Freitag, 16. Oktober 2015
Manchmal bekommt man von Mandanten mehr, als man eigentlich will.
Fiese Erkältungen zum Beispiel.
Mein Hirn funktioniert noch, aber meine Stimme ist doch ziemlich angeschlagen. In schlechten Momenten kann ich nur noch kieksen, und das hört sich selbst für meine eigenen Ohren ziemlich merkwürdig an. Vor längeren Diskussionen über rechtlich strittige Sachverhalte drücke ich mich dementsprechend heute, oder besser: Ich versuche mich auf meine ostwestfälischen Wurzeln zu besinnen und mich möglich kurz zu fassen.
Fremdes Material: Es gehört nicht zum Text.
//! Point structure for representing coordinates

/// A point in a coordinate system
///
/// The numeric values are only meaningful together with the coordinate
/// system they were expressed in. X is longitude and Y is latitude in
/// geographic systems.
#[derive(Debug, Clone, Copy, PartialEq)]
pub struct Point {
    /// X coordinate (longitude in geographic systems)
    pub x: f64,
    /// Y coordinate (latitude in geographic systems)
    pub y: f64,
    /// Z coordinate (elevation, optional)
    pub z: Option<f64>,
}

impl Point {
    /// Create a new 2D point
    pub fn new(x: f64, y: f64) -> Self {
        Point { x, y, z: None }
    }

    /// Create a new 3D point
    pub fn new_3d(x: f64, y: f64, z: f64) -> Self {
        Point { x, y, z: Some(z) }
    }

    /// Check if this point has a Z coordinate
    pub fn has_z(&self) -> bool {
        self.z.is_some()
    }
}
Teilweise habe ich das inzwischen nämlich verlernt, und insofern ist das eine ziemliche Herausforderung, schon alleine, weil es ja auch zu meinem Job gehört, den Leuten rechtliche oder auch tatsächliche Sachverhalte zu erklären.
Vorgestern Abend fing es an, gestern im Laufe des Tages wurde es immer schlimmer (es hilft auch nicht, wenn man noch lautstark nach einem Gerichtstermin gegen den Straßenlärm der B68 mit einem Mandanten andiskutieren muss), und um Viertel vor 9 war mir dann klar, dass es für alle Beteiligten sinniger wäre, wenn ich mich direkt ins Bett begebe und nicht erst noch über Los gehe.
Heute beschränke ich mich also so gut es eben geht darauf, die schriftlichen Teile meines Jobs zu erledigen. Mein Kopf und meine Finger sind ja schließlich noch einsatzbereit, also werde ich den Rest des Arbeitstages wohl eher stumm und tippend verbringen. Und mir zwischendurch eine riesige Tasse heiße Milch mit Honig gönnen.
Sie können mir glauben - ich mache drei Kreuze, dass das Wochenende vor der Tür steht!